Task details:
Please give back only the lines below from the one containing "pub fn classify(text: &str)" to the one containing "Some((open, close)) if", each repeated word for word, both ends included.

Stored items:
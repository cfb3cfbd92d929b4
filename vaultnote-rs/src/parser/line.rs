//! Line tokenizer and classifier.
//!
//! Splits raw note text into lines that keep their original terminators and
//! tags each one with a purely syntactic [`LineKind`]. Concatenating
//! [`Line::raw`] over the result reproduces the input exactly.

use crate::parser::code_block::{find_fenced_ranges, is_line_fenced};
use crate::parser::{ParseIssue, ParseIssueKind};
use regex::Regex;
use serde::Serialize;
use std::sync::LazyLock;

/// Strict checklist syntax: space indentation, a list marker, one space, a
/// checkbox token, then a space and the text (or end of line).
static CHECKLIST: LazyLock<Regex> = LazyLock::new(|| {
    Regex::new(r"^( *)([-*+]) \[([ x])\](?: (.*))?$").unwrap()
});

/// Anything that looks like a checklist item. Lines matching this but not
/// [`CHECKLIST`] are reported as near misses.
static CHECKLIST_NEAR_MISS: LazyLock<Regex> = LazyLock::new(|| {
    Regex::new(r"^\s*(?:[-*+]|\d+[.)])\s*\[[^\]]{0,2}\]").unwrap()
});

// ATX-style heading: # Heading, ## Heading, etc.
static HEADING: LazyLock<Regex> = LazyLock::new(|| Regex::new(r"^(#{1,6})[ \t]+\S").unwrap());

/// The delimiter line of a front matter block.
pub const HEADER_FENCE: &str = "---";

/// Syntactic classification of a single line.
#[derive(Debug, Clone, PartialEq, Eq, Serialize)]
#[serde(tag = "kind", rename_all = "snake_case")]
pub enum LineKind {
    /// Opening or closing `---` of the front matter block.
    HeaderDelimiter,
    /// Any line between the two header delimiters.
    Metadata,
    /// An ATX heading.
    Heading { level: u8 },
    /// A checklist item.
    Checklist(ChecklistLine),
    /// Empty or whitespace-only line.
    Blank,
    /// Everything else, passed through untouched.
    Opaque,
}

/// The parts of a checklist line.
#[derive(Debug, Clone, PartialEq, Eq, Serialize)]
pub struct ChecklistLine {
    /// Number of leading spaces.
    pub indent: usize,
    /// The list marker character (`-`, `*` or `+`).
    pub marker: char,
    /// Whether the checkbox holds the checked token.
    pub checked: bool,
    /// Byte offset of the checkbox state character within the line.
    pub state_col: usize,
    /// Text after the checkbox, exactly as written.
    pub text: String,
}

/// One line of a note.
#[derive(Debug, Clone, PartialEq, Eq)]
pub struct Line {
    raw: String,
    kind: LineKind,
}

impl Line {
    pub fn new(raw: impl Into<String>, kind: LineKind) -> Self {
        Self { raw: raw.into(), kind }
    }

    /// The line exactly as it appeared, including its terminator.
    pub fn raw(&self) -> &str {
        &self.raw
    }

    /// The line without its terminator.
    pub fn body(&self) -> &str {
        strip_terminator(&self.raw)
    }

    /// The line terminator (`"\n"`, `"\r\n"` or `""` for an unterminated last line).
    pub fn terminator(&self) -> &str {
        &self.raw[self.body().len()..]
    }

    pub fn kind(&self) -> &LineKind {
        &self.kind
    }

    pub fn checklist(&self) -> Option<&ChecklistLine> {
        match &self.kind {
            LineKind::Checklist(item) => Some(item),
            _ => None,
        }
    }

    pub fn is_blank(&self) -> bool {
        self.kind == LineKind::Blank
    }
}

/// Result of classifying a whole note.
#[derive(Debug, Clone, Default)]
pub struct ClassifiedText {
    pub lines: Vec<Line>,
    /// Line indices of the opening and closing header delimiters.
    pub header: Option<(usize, usize)>,
    pub issues: Vec<ParseIssue>,
}

/// Split text into lines, keeping terminators attached.
pub fn split_lines(text: &str) -> Vec<&str> {
    text.split_inclusive('\n').collect()
}

fn strip_terminator(raw: &str) -> &str {
    raw.strip_suffix("\r\n")
        .or_else(|| raw.strip_suffix('\n'))
        .unwrap_or(raw)
}

/// Classify every line of `text`.
pub fn classify(text: &str) -> ClassifiedText {
    let raws = split_lines(text);
    let bodies: Vec<&str> = raws.iter().map(|r| strip_terminator(r)).collect();
    let mut issues = Vec::new();

    let header = find_header(&bodies);
    if header.is_none() && bodies.first().is_some_and(|b| is_fence(b)) {
        issues.push(ParseIssue::new(
            0,
            ParseIssueKind::UnclosedHeader,
            "front matter opened but never closed; treated as plain text",
        ));
    }

    let body_start = header.map(|(_, close)| close + 1).unwrap_or(0);
    let fenced: Vec<_> = find_fenced_ranges(&bodies[body_start..])
        .into_iter()
        .map(|r| (r.start() + body_start)..=(r.end() + body_start))
        .collect();

    let lines = raws
        .iter()
        .zip(&bodies)
        .enumerate()
        .map(|(idx, (raw, body))| {
            let kind = match header {
                Some((open, close)) if idx == open || idx == close => LineKind::HeaderDelimiter,
                Some((_, close)) if idx < close => LineKind::Metadata,
                _ if is_line_fenced(idx, &fenced) => {
                    if body.trim().is_empty() {
                        LineKind::Blank
                    } else {
                        LineKind::Opaque
                    }
                }
                _ => classify_body_line(idx, body, &mut issues),
            };
            Line::new(*raw, kind)
        })
        .collect();

    ClassifiedText {
        lines,
        header,
        issues,
    }
}

fn is_fence(body: &str) -> bool {
    body.trim_end() == HEADER_FENCE
}

/// Locate the front matter block: the first line must be a fence and a later
/// line must close it.
fn find_header(bodies: &[&str]) -> Option<(usize, usize)> {
    if !is_fence(bodies.first()?) {
        return None;
    }
    let close = bodies.iter().skip(1).position(|b| is_fence(b))? + 1;
    Some((0, close))
}

/// Classify a line outside the header and outside code blocks.
pub fn classify_body_line(idx: usize, body: &str, issues: &mut Vec<ParseIssue>) -> LineKind {
    if body.trim().is_empty() {
        return LineKind::Blank;
    }

    if let Some(caps) = CHECKLIST.captures(body) {
        let indent = caps.get(1).map_or(0, |m| m.len());
        let marker = caps
            .get(2)
            .and_then(|m| m.as_str().chars().next())
            .unwrap_or('-');
        let state = caps.get(3).map_or(0, |m| m.start());
        let checked = caps.get(3).is_some_and(|m| m.as_str() == "x");
        let text = caps.get(4).map(|m| m.as_str().to_string()).unwrap_or_default();
        return LineKind::Checklist(ChecklistLine {
            indent,
            marker,
            checked,
            state_col: state,
            text,
        });
    }

    if CHECKLIST_NEAR_MISS.is_match(body) {
        issues.push(ParseIssue::new(
            idx,
            ParseIssueKind::NearMissChecklist,
            format!("not a checklist item (strict syntax is `- [ ] text` / `- [x] text`): {body:?}"),
        ));
        return LineKind::Opaque;
    }

    if let Some(caps) = HEADING.captures(body) {
        let level = caps.get(1).map_or(1, |m| m.len()) as u8;
        return LineKind::Heading { level };
    }

    LineKind::Opaque
}

/// Render lines back into text.
pub fn join_lines(lines: &[Line]) -> String {
    let mut out = String::with_capacity(lines.iter().map(|l| l.raw.len()).sum());
    for line in lines {
        out.push_str(&line.raw);
    }
    out
}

Answer space:
pub fn classify(text: &str) -> ClassifiedText {
    let raws = split_lines(text);
    let bodies: Vec<&str> = raws.iter().map(|r| strip_terminator(r)).collect();
    let mut issues = Vec::new();

    let header = find_header(&bodies);
    if header.is_none() && bodies.first().is_some_and(|b| is_fence(b)) {
        issues.push(ParseIssue::new(
            0,
            ParseIssueKind::UnclosedHeader,
            "front matter opened but never closed; treated as plain text",
        ));
    }

    let body_start = header.map(|(_, close)| close + 1).unwrap_or(0);
    let fenced: Vec<_> = find_fenced_ranges(&bodies[body_start..])
        .into_iter()
        .map(|r| (r.start() + body_start)..=(r.end() + body_start))
        .collect();

    let lines = raws
        .iter()
        .zip(&bodies)
        .enumerate()
        .map(|(idx, (raw, body))| {
            let kind = match header {
                Some((open, close)) if idx == open || idx == close => LineKind::HeaderDelimiter,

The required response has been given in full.